The collaboration, announced on April 30, 2025, unites RoosterBio's specialized portfolio of human mesenchymal stem/stromal cell (hMSC) products and bioprocessing expertise with Thermo Fisher's advanced Good Manufacturing Practice (GMP) contract manufacturing capabilities. This partnership creates a comprehensive end-to-end solution for biopharmaceutical companies developing cell and exosome-based therapeutics.
Comprehensive Manufacturing Solution
Under the partnership, biopharmaceutical companies will gain access to RoosterBio's expertise in hMSC and exosome products, processes, and analytics, complemented by Thermo Fisher's established GMP manufacturing infrastructure. The manufacturing services will include upstream expansion of hMSCs, downstream purification of MSCs and MSC-derived exosomes, and drug product manufacturing.
Tim Kelly, Chief Executive Officer of RoosterBio, emphasized the significance of the collaboration: "Thermo Fisher has an exceptional track record of success in the manufacture of clinical and commercial cell and gene therapies and a well-established global network to meet the needs of our customers. Biopharmaceutical companies striving to develop engineered cell and exosome therapies require proven, flexible technologies paired with reliable and scalable manufacturing capabilities."
Kelly added that the partnership will deliver a comprehensive solution to customers, translating RoosterBio's MSC and exosome technologies into advanced therapy products for patients worldwide.
Accelerating Clinical Development
The partnership is expected to significantly reduce timelines for the production of clinical trial materials, addressing a critical bottleneck in the advancement of cell and exosome therapies to clinical stages. By streamlining manufacturing processes, the collaboration aims to help promising therapies reach patients more quickly.

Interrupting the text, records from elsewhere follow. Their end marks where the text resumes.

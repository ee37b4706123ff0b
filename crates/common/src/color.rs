use serde::{Deserialize, Serialize};

/// An RGB colour with sRGB-encoded components in `0.0..=1.0`.
///
/// Hex literals (`0xff00ff`) and egui colour pickers both speak sRGB, so that
/// is what gets stored; renderers call [`Color::to_linear`] before shading.
#[derive(Debug, Clone, Copy, PartialEq, Serialize, Deserialize)]
pub struct Color {
    pub r: f32,
    pub g: f32,
    pub b: f32,
}

impl Color {
    pub const WHITE: Self = Self::rgb(1.0, 1.0, 1.0);
    pub const BLACK: Self = Self::rgb(0.0, 0.0, 0.0);

    pub const fn rgb(r: f32, g: f32, b: f32) -> Self {
        Self { r, g, b }
    }

    /// Build from `0xRRGGBB`. Bits above the low 24 are ignored.
    pub fn from_hex(hex: u32) -> Self {
        Self::from_srgb_bytes([(hex >> 16) as u8, (hex >> 8) as u8, hex as u8])
    }

    pub fn to_hex(&self) -> u32 {
        let [r, g, b] = self.to_srgb_bytes();
        (u32::from(r) << 16) | (u32::from(g) << 8) | u32::from(b)
    }

    pub fn from_srgb_bytes(bytes: [u8; 3]) -> Self {
        Self::rgb(
            f32::from(bytes[0]) / 255.0,
            f32::from(bytes[1]) / 255.0,
            f32::from(bytes[2]) / 255.0,
        )
    }

    pub fn to_srgb_bytes(&self) -> [u8; 3] {
        let q = |c: f32| (c.clamp(0.0, 1.0) * 255.0).round() as u8;
        [q(self.r), q(self.g), q(self.b)]
    }

    /// Linear-light components for shading.
    pub fn to_linear(&self) -> [f32; 3] {
        [
            srgb_to_linear(self.r),
            srgb_to_linear(self.g),
            srgb_to_linear(self.b),
        ]
    }
}

impl Default for Color {
    fn default() -> Self {
        Self::WHITE
    }
}

impl std::fmt::Display for Color {
    fn fmt(&self, f: &mut std::fmt::Formatter<'_>) -> std::fmt::Result {
        write!(f, "#{:06x}", self.to_hex())
    }
}

fn srgb_to_linear(c: f32) -> f32 {
    if c <= 0.04045 {
        c / 12.92
    } else {
        ((c + 0.055) / 1.055).powf(2.4)
    }
}
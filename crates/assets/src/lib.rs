//! Mesh assets: glTF 2.0 import and background loading.
//!
//! Assets are identified by a content hash of their source bytes, so the same
//! file loaded twice yields the same [`AssetId`]. Loads run on worker threads
//! and report back over a channel that the frame loop drains without waiting.
//!
//! # Layout
//! - [`mesh_import`]: `.gltf` (JSON with embedded or external buffers) and
//!   `.glb` parsing into a single [`MeshData`](diorama_kernel::MeshData).
//! - [`loader`]: cancellable load tasks and progress events.

use sha2::{Digest, Sha256};
use std::fmt;
use std::path::PathBuf;

pub mod mesh_import;
pub mod loader;

pub use loader::{AssetLoader, LoadEvent, LoadProgress, LoadTask, LoadedAsset};

/// Content-addressed asset ID computed from the asset bytes.
#[derive(Debug, Clone, Copy, PartialEq, Eq, Hash, PartialOrd, Ord)]
pub struct AssetId(pub u64);

impl AssetId {
    pub fn of(bytes: &[u8]) -> Self {
        let digest = Sha256::digest(bytes);
        let mut head = [0u8; 8];
        head.copy_from_slice(&digest[..8]);
        Self(u64::from_le_bytes(head))
    }
}

impl fmt::Display for AssetId {
    fn fmt(&self, f: &mut fmt::Formatter<'_>) -> fmt::Result {
        write!(f, "{:016x}", self.0)
    }
}

/// Errors from asset operations. None of these are fatal to the scene.
#[derive(Debug, thiserror::Error)]
pub enum AssetError {
    #[error("IO error: {0}")]
    Io(#[from] std::io::Error),
    #[error("failed to read {path}: {source}")]
    Read {
        path: PathBuf,
        source: std::io::Error,
    },
    #[error("glTF error: {0}")]
    Gltf(#[from] gltf::Error),
    #[error("base64 decode error: {0}")]
    Base64(#[from] base64::DecodeError),
    #[error("malformed glTF: {0}")]
    Malformed(String),
    #[error("unsupported glTF feature: {0}")]
    Unsupported(String),
    #[error("{0} contains no triangle geometry")]
    NoGeometry(String),
}

pub fn crate_info() -> &'static str {
    "diorama-assets v0.1.0"
}

#[cfg(test)]
mod tests {
    use super::*;

    #[test]
    fn asset_id_is_content_addressed() {
        let a = AssetId::of(b"monkey");
        let b = AssetId::of(b"monkey");
        let c = AssetId::of(b"monkey2");
        assert_eq!(a, b);
        assert_ne!(a, c);
        assert_eq!(a.to_string().len(), 16);
    }
}
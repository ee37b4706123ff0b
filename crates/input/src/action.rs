use crate::{Viewport, pointer_to_ndc};
use glam::Vec2;

/// Backend-neutral window events. The desktop app translates winit events
/// into these; tests build them directly.
#[derive(Debug, Clone, Copy, PartialEq)]
pub enum RawInput {
    CursorMoved { x: f32, y: f32 },
    CursorLeft,
    /// Primary (left) mouse button.
    PrimaryButton { pressed: bool },
    /// Wheel movement in lines; positive scrolls away from the user.
    Wheel(f32),
    Resized { width: u32, height: u32 },
}

/// A high-level action the scene understands.
#[derive(Debug, Clone, Copy, PartialEq)]
pub enum Action {
    /// Pointer over the viewport, in NDC.
    Point(Vec2),
    /// Pointer gone; nothing can be picked.
    ClearPoint,
    /// Orbit drag, in pixels.
    Orbit { dx: f32, dy: f32 },
    /// Zoom steps; positive moves closer.
    Zoom(f32),
    Resize { width: u32, height: u32 },
}

/// Turns raw events into actions, tracking drag state and viewport size.
#[derive(Debug, Clone)]
pub struct DesktopInput {
    viewport: Viewport,
    cursor: Option<Vec2>,
    dragging: bool,
}

impl DesktopInput {
    pub fn new(viewport: Viewport) -> Self {
        Self {
            viewport,
            cursor: None,
            dragging: false,
        }
    }

    pub fn viewport(&self) -> Viewport {
        self.viewport
    }

    pub fn is_dragging(&self) -> bool {
        self.dragging
    }

    pub fn handle(&mut self, input: RawInput) -> Vec<Action> {
        let mut actions = Vec::new();
        match input {
            RawInput::CursorMoved { x, y } => {
                let now = Vec2::new(x, y);
                if let (true, Some(last)) = (self.dragging, self.cursor) {
                    let d = now - last;
                    if d != Vec2::ZERO {
                        actions.push(Action::Orbit { dx: d.x, dy: d.y });
                    }
                }
                self.cursor = Some(now);
                actions.push(match pointer_to_ndc(x, y, self.viewport) {
                    Some(ndc) => Action::Point(ndc),
                    None => Action::ClearPoint,
                });
            }
            RawInput::CursorLeft => {
                self.cursor = None;
                self.dragging = false;
                actions.push(Action::ClearPoint);
            }
            RawInput::PrimaryButton { pressed } => self.dragging = pressed,
            RawInput::Wheel(lines) if lines != 0.0 => actions.push(Action::Zoom(lines)),
            RawInput::Wheel(_) => {}
            RawInput::Resized { width, height } => {
                self.viewport = Viewport::new(width, height);
                actions.push(Action::Resize { width, height });
                // The same pixel is a different NDC point after a resize.
                if let Some(c) = self.cursor {
                    if let Some(ndc) = pointer_to_ndc(c.x, c.y, self.viewport) {
                        actions.push(Action::Point(ndc));
                    }
                }
            }
        }
        if !actions.is_empty() {
            tracing::trace!(?input, ?actions, "input mapped");
        }
        actions
    }
}
use crate::mesh::{self, LineVertex, Tessellation, Vertex};
use crate::shaders;
use bytemuck::{Pod, Zeroable};
use diorama_common::EntityId;
use diorama_kernel::Registry;
use diorama_render::{
    BloomSettings, DrawItem, DrawStyle, FramePacket, PostProcess, RenderView, Renderer, extract,
};
use glam::Mat4;
use std::collections::{BTreeMap, BTreeSet};
use std::num::NonZeroU64;
use wgpu::util::DeviceExt;

/// Offscreen colour format of the base pass and the bloom chain.
pub const HDR_FORMAT: wgpu::TextureFormat = wgpu::TextureFormat::Rgba16Float;
const DEPTH_FORMAT: wgpu::TextureFormat = wgpu::TextureFormat::Depth32Float;
/// Per-draw uniform stride. 256 is the default minimum dynamic offset alignment.
const DRAW_STRIDE: u64 = 256;
const GRID_SIZE: f32 = 10.0;
const GRID_DIVISIONS: u32 = 10;

const VERTEX_ATTRIBUTES: [wgpu::VertexAttribute; 3] =
    wgpu::vertex_attr_array![0 => Float32x3, 1 => Float32x3, 2 => Float32x2];
const LINE_ATTRIBUTES: [wgpu::VertexAttribute; 2] =
    wgpu::vertex_attr_array![0 => Float32x3, 1 => Float32x4];

#[repr(C)]
#[derive(Debug, Copy, Clone, PartialEq, Pod, Zeroable)]
struct SceneUniform {
    view_proj: [[f32; 4]; 4],
    ambient: [f32; 4],
    light_dir: [f32; 4],
    light_color: [f32; 4],
}

impl SceneUniform {
    /// Only the first directional light shades surfaces.
    fn new(view: &RenderView, packet: &FramePacket) -> Self {
        let [ar, ag, ab] = packet.lights.ambient;
        let (light_dir, light_color) = match packet.lights.directional.first() {
            Some(light) => {
                let [r, g, b] = light.color.to_linear();
                let d = light.direction;
                let i = light.intensity;
                ([d.x, d.y, d.z, 1.0], [r * i, g * i, b * i, 1.0])
            }
            None => ([0.0, -1.0, 0.0, 0.0], [0.0; 4]),
        };
        Self {
            view_proj: view.view_projection().to_cols_array_2d(),
            ambient: [ar, ag, ab, 1.0],
            light_dir,
            light_color,
        }
    }
}

#[repr(C)]
#[derive(Debug, Copy, Clone, PartialEq, Pod, Zeroable)]
struct DrawUniform {
    model: [[f32; 4]; 4],
    normal_matrix: [[f32; 4]; 4],
    color: [f32; 4],
    flags: [f32; 4],
}

impl DrawUniform {
    fn new(item: &DrawItem) -> Self {
        let normal_matrix = if item.model.determinant().abs() > 1e-12 {
            item.model.inverse().transpose()
        } else {
            Mat4::IDENTITY
        };
        let [r, g, b] = item.color.to_linear();
        let flag = |on: bool| if on { 1.0 } else { 0.0 };
        Self {
            model: item.model.to_cols_array_2d(),
            normal_matrix: normal_matrix.to_cols_array_2d(),
            color: [r, g, b, item.opacity],
            flags: [
                flag(item.lit),
                flag(item.checker),
                flag(item.emissive),
                flag(item.double_sided),
            ],
        }
    }
}

#[repr(C)]
#[derive(Debug, Copy, Clone, PartialEq, Pod, Zeroable)]
struct PostUniform {
    texel: [f32; 4],
    bloom: [f32; 4],
}

impl PostUniform {
    fn new(texel: [f32; 2], bloom: BloomSettings) -> Self {
        Self {
            texel: [texel[0], texel[1], 0.0, 0.0],
            bloom: [bloom.threshold, bloom.strength, bloom.radius, 0.0],
        }
    }
}

struct IndexRange {
    buffer: wgpu::Buffer,
    count: u32,
}

/// GPU copy of one entity's tessellation. Geometry never changes after
/// spawn, so this lives until the entity leaves the frame.
struct GpuMesh {
    vertices: wgpu::Buffer,
    triangles: Option<IndexRange>,
    lines: Option<IndexRange>,
}

impl GpuMesh {
    fn upload(device: &wgpu::Device, label: &str, t: &Tessellation) -> Option<Self> {
        if t.vertices.is_empty() {
            return None;
        }
        let vertices = device.create_buffer_init(&wgpu::util::BufferInitDescriptor {
            label: Some(label),
            contents: bytemuck::cast_slice(&t.vertices),
            usage: wgpu::BufferUsages::VERTEX,
        });
        let index = |indices: &[u32]| {
            (!indices.is_empty()).then(|| IndexRange {
                buffer: device.create_buffer_init(&wgpu::util::BufferInitDescriptor {
                    label: Some(label),
                    contents: bytemuck::cast_slice(indices),
                    usage: wgpu::BufferUsages::INDEX,
                }),
                count: indices.len() as u32,
            })
        };
        Some(Self {
            vertices,
            triangles: index(&t.triangles),
            lines: index(&t.lines),
        })
    }
}

/// Size-dependent render targets.
struct Targets {
    bloom_width: u32,
    bloom_height: u32,
    hdr: wgpu::TextureView,
    depth: wgpu::TextureView,
    bloom_a: wgpu::TextureView,
    bloom_b: wgpu::TextureView,
}

impl Targets {
    fn new(device: &wgpu::Device, width: u32, height: u32) -> Self {
        let (width, height) = (width.max(1), height.max(1));
        let (bloom_width, bloom_height) = ((width / 2).max(1), (height / 2).max(1));
        let sampled = wgpu::TextureUsages::RENDER_ATTACHMENT | wgpu::TextureUsages::TEXTURE_BINDING;
        Self {
            bloom_width,
            bloom_height,
            hdr: texture_view(device, "hdr_target", width, height, HDR_FORMAT, sampled),
            depth: texture_view(
                device,
                "depth_target",
                width,
                height,
                DEPTH_FORMAT,
                wgpu::TextureUsages::RENDER_ATTACHMENT,
            ),
            bloom_a: texture_view(device, "bloom_a", bloom_width, bloom_height, HDR_FORMAT, sampled),
            bloom_b: texture_view(device, "bloom_b", bloom_width, bloom_height, HDR_FORMAT, sampled),
        }
    }
}

struct PostUniforms {
    bright: wgpu::Buffer,
    blur_h: wgpu::Buffer,
    blur_v: wgpu::Buffer,
    composite: wgpu::Buffer,
}

impl PostUniforms {
    fn new(device: &wgpu::Device) -> Self {
        let buffer = |label| {
            device.create_buffer(&wgpu::BufferDescriptor {
                label: Some(label),
                size: std::mem::size_of::<PostUniform>() as u64,
                usage: wgpu::BufferUsages::UNIFORM | wgpu::BufferUsages::COPY_DST,
                mapped_at_creation: false,
            })
        };
        Self {
            bright: buffer("bloom_bright_uniform"),
            blur_h: buffer("bloom_blur_h_uniform"),
            blur_v: buffer("bloom_blur_v_uniform"),
            composite: buffer("composite_uniform"),
        }
    }
}

/// Bind groups that reference the render targets; rebuilt on resize.
struct PostBindGroups {
    bright: wgpu::BindGroup,
    blur_h: wgpu::BindGroup,
    blur_v: wgpu::BindGroup,
    composite: wgpu::BindGroup,
}

impl PostBindGroups {
    fn new(
        device: &wgpu::Device,
        post_layout: &wgpu::BindGroupLayout,
        composite_layout: &wgpu::BindGroupLayout,
        sampler: &wgpu::Sampler,
        targets: &Targets,
        uniforms: &PostUniforms,
    ) -> Self {
        let group = |label, source, uniform: &wgpu::Buffer| {
            device.create_bind_group(&wgpu::BindGroupDescriptor {
                label: Some(label),
                layout: post_layout,
                entries: &[
                    wgpu::BindGroupEntry {
                        binding: 0,
                        resource: wgpu::BindingResource::TextureView(source),
                    },
                    wgpu::BindGroupEntry {
                        binding: 1,
                        resource: wgpu::BindingResource::Sampler(sampler),
                    },
                    wgpu::BindGroupEntry {
                        binding: 2,
                        resource: uniform.as_entire_binding(),
                    },
                ],
            })
        };
        let composite = device.create_bind_group(&wgpu::BindGroupDescriptor {
            label: Some("composite_bind_group"),
            layout: composite_layout,
            entries: &[
                wgpu::BindGroupEntry {
                    binding: 0,
                    resource: wgpu::BindingResource::TextureView(&targets.hdr),
                },
                wgpu::BindGroupEntry {
                    binding: 1,
                    resource: wgpu::BindingResource::Sampler(sampler),
                },
                wgpu::BindGroupEntry {
                    binding: 2,
                    resource: uniforms.composite.as_entire_binding(),
                },
                wgpu::BindGroupEntry {
                    binding: 3,
                    resource: wgpu::BindingResource::TextureView(&targets.bloom_a),
                },
            ],
        });
        Self {
            bright: group("bloom_bright_bind_group", &targets.hdr, &uniforms.bright),
            blur_h: group("bloom_blur_h_bind_group", &targets.bloom_a, &uniforms.blur_h),
            blur_v: group("bloom_blur_v_bind_group", &targets.bloom_b, &uniforms.blur_v),
            composite,
        }
    }
}
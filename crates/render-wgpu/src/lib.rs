//! wgpu render backend for the diorama.
//!
//! Draws the frame packet into an HDR target, overlays the grid and light
//! helpers, runs the optional bloom chain and composites onto the surface.
//! Orbit controls live here too since they only matter to an interactive
//! window.
//!
//! # Invariants
//! - The renderer never mutates the registry.
//! - GPU meshes are a cache keyed by entity; dropping them loses nothing.
//! - Camera motion from the orbit controls never goes through parameters.

mod camera;
mod gpu;
pub mod mesh;
mod shaders;

pub use camera::OrbitController;
pub use gpu::{GpuFrame, HDR_FORMAT, WgpuRenderer};

pub fn crate_info() -> &'static str {
    "diorama-render-wgpu v0.1.0"
}
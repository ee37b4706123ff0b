use diorama_common::{Color, EntityId};
use diorama_kernel::{Geometry, Light, Registry, ShadowBounds};
use glam::{Mat4, Vec3};

/// How a draw item is rasterized.
#[derive(Debug, Clone, Copy, PartialEq, Eq)]
pub enum DrawStyle {
    /// Filled triangles.
    Fill,
    /// Triangle edges as lines (material wireframe flag).
    Wireframe,
    /// Native line geometry (box edges).
    Lines,
}

/// One visible, non-light entity, resolved for drawing.
#[derive(Debug, Clone, PartialEq)]
pub struct DrawItem {
    pub entity: EntityId,
    pub geometry: Geometry,
    pub model: Mat4,
    /// Displayed colour this frame, sRGB.
    pub color: Color,
    pub opacity: f32,
    pub style: DrawStyle,
    pub lit: bool,
    pub checker: bool,
    pub emissive: bool,
    pub double_sided: bool,
    pub casts_shadow: bool,
    pub highlighted: bool,
}

#[derive(Debug, Clone, Copy, PartialEq)]
pub struct DirectionalLight {
    pub position: Vec3,
    /// Unit vector the light travels along (from its position to the origin).
    pub direction: Vec3,
    pub color: Color,
    pub intensity: f32,
    pub shadow_bounds: ShadowBounds,
}

/// Scene lighting, folded from light entities.
#[derive(Debug, Clone, Default, PartialEq)]
pub struct LightRig {
    /// Summed ambient contribution, linear RGB.
    pub ambient: [f32; 3],
    pub directional: Vec<DirectionalLight>,
}

/// Everything a backend needs to draw one frame.
#[derive(Debug, Clone, Default, PartialEq)]
pub struct FramePacket {
    pub items: Vec<DrawItem>,
    pub lights: LightRig,
}

impl FramePacket {
    /// Opaque items first, then transparent ones.
    pub fn sorted_for_blending(&self) -> Vec<&DrawItem> {
        let (mut opaque, transparent): (Vec<&DrawItem>, Vec<&DrawItem>) =
            self.items.iter().partition(|i| i.opacity >= 1.0);
        opaque.extend(transparent);
        opaque
    }
}

/// Resolve the registry into a frame packet.
pub fn extract(registry: &Registry) -> FramePacket {
    let mut packet = FramePacket::default();
    for (id, entity) in registry.iter() {
        let transform = entity.transform();
        match entity.geometry() {
            Geometry::Light(Light::Ambient { color, intensity }) => {
                let c = color.to_linear();
                for (acc, c) in packet.lights.ambient.iter_mut().zip(c) {
                    *acc += c * intensity;
                }
            }
            Geometry::Light(Light::Directional {
                color,
                intensity,
                shadow_bounds,
            }) => {
                let position = transform.position;
                packet.lights.directional.push(DirectionalLight {
                    position,
                    direction: (-position).try_normalize().unwrap_or(Vec3::NEG_Y),
                    color: *color,
                    intensity: *intensity,
                    shadow_bounds: *shadow_bounds,
                });
            }
            geometry => {
                let material = entity.material();
                let style = match geometry {
                    Geometry::Edges { .. } => DrawStyle::Lines,
                    _ if material.wireframe => DrawStyle::Wireframe,
                    _ => DrawStyle::Fill,
                };
                packet.items.push(DrawItem {
                    entity: id,
                    geometry: geometry.clone(),
                    model: transform.matrix(),
                    color: material.color,
                    opacity: if material.transparent {
                        material.opacity.clamp(0.0, 1.0)
                    } else {
                        1.0
                    },
                    style,
                    lit: material.lit,
                    checker: material.checker,
                    emissive: material.emissive,
                    double_sided: material.double_sided,
                    casts_shadow: entity.shadows().casts,
                    highlighted: material.is_highlighted(),
                });
            }
        }
    }
    tracing::trace!(
        items = packet.items.len(),
        lights = packet.lights.directional.len(),
        "extracted frame"
    );
    packet
}

#[cfg(test)]
mod tests {
    use super::*;
    use diorama_common::Transform;
    use diorama_kernel::{Entity, Material};

    fn lit_scene() -> (Registry, EntityId, EntityId) {
        let mut r = Registry::new();
        let cube = r.spawn(Entity::new("cube", Geometry::cuboid(2.0, 2.0, 2.0)));
        let edges = r.spawn(Entity::new("edges", Geometry::edges(2.0, 2.0, 2.0)));
        r.spawn(Entity::new(
            "ambient",
            Geometry::Light(Light::Ambient {
                color: Color::WHITE,
                intensity: 0.5,
            }),
        ));
        r.spawn(
            Entity::new(
                "sun",
                Geometry::Light(Light::Directional {
                    color: Color::WHITE,
                    intensity: 0.8,
                    shadow_bounds: ShadowBounds::square(10.0),
                }),
            )
            .with_transform(Transform::from_position(Vec3::new(-30.0, 50.0, 0.0))),
        );
        (r, cube, edges)
    }

    #[test]
    fn lights_fold_into_rig() {
        let (r, _, _) = lit_scene();
        let packet = extract(&r);
        assert_eq!(packet.items.len(), 2);
        for c in packet.lights.ambient {
            assert!((c - 0.5).abs() < 1e-4);
        }
        let sun = packet.lights.directional[0];
        assert!((sun.direction - Vec3::new(30.0, -50.0, 0.0).normalize()).length() < 1e-5);
    }

    #[test]
    fn styles_follow_geometry_and_wireframe() {
        let (mut r, cube, edges) = lit_scene();
        r.set_wireframe(cube, true);
        let packet = extract(&r);
        let style = |id| packet.items.iter().find(|i| i.entity == id).unwrap().style;
        assert_eq!(style(cube), DrawStyle::Wireframe);
        assert_eq!(style(edges), DrawStyle::Lines);
    }

    #[test]
    fn highlight_is_visible_in_packet() {
        let (mut r, cube, _) = lit_scene();
        r.show_color(cube, Color::from_hex(0xffff00));
        let packet = extract(&r);
        let item = packet.items.iter().find(|i| i.entity == cube).unwrap();
        assert!(item.highlighted);
        assert_eq!(item.color.to_hex(), 0xffff00);
    }

    #[test]
    fn transparent_items_sort_last() {
        let mut r = Registry::new();
        let glass = r.spawn(
            Entity::new("glass", Geometry::Sphere { radius: 1.0 })
                .with_material(Material::default().translucent(0.5)),
        );
        r.spawn(Entity::new("rock", Geometry::Sphere { radius: 1.0 }));
        let packet = extract(&r);
        let sorted = packet.sorted_for_blending();
        assert_eq!(sorted.last().unwrap().entity, glass);
        assert_eq!(sorted.last().unwrap().opacity, 0.5);
    }

    #[test]
    fn glow_and_late_translucency_reach_the_packet() {
        let mut r = Registry::new();
        let lines = r.spawn(
            Entity::new("edges", Geometry::edges(1.0, 1.0, 1.0))
                .with_material(Material::unlit(Color::WHITE).glowing()),
        );
        let ball = r.spawn(Entity::new("ball", Geometry::Sphere { radius: 1.0 }));
        r.update_material(ball, |m| *m = m.translucent(0.25));

        let packet = extract(&r);
        let lines_item = packet.items.iter().find(|i| i.entity == lines).unwrap();
        assert!(lines_item.emissive);
        let sorted = packet.sorted_for_blending();
        assert_eq!(sorted.last().unwrap().entity, ball);
        assert_eq!(sorted.last().unwrap().opacity, 0.25);
    }
}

Ben Castro, Vice President and General Manager of Large Molecule pharma services at Thermo Fisher, highlighted the shared mission behind the collaboration: "Our collaboration with RoosterBio reflects our shared commitment to helping life-changing therapies reach patients in need, in the safest, fastest and most effective way possible."
Castro expressed enthusiasm about expanding Thermo Fisher's Contract Development Manufacturing Organization (CDMO) services to support biotechnology partners throughout the research, optimization, process development, and manufacturing stages of critical treatments.
Quality and Ethical Standards
RoosterBio maintains rigorous bioethical standards in its operations, with hMSCs sourced under stringent guidelines and manufactured using highly standardized processes. The company's products are supported by first-in-class characterization, ensuring safety and efficacy in accordance with global best practices.
The partnership represents a significant step forward in addressing manufacturing challenges that have historically limited the clinical translation of cell and exosome therapies. By combining specialized expertise in hMSC biology with industrial-scale manufacturing capabilities, RoosterBio and Thermo Fisher are positioned to accelerate the development of next-generation therapies for degenerative diseases, potentially transforming treatment options for patients worldwide.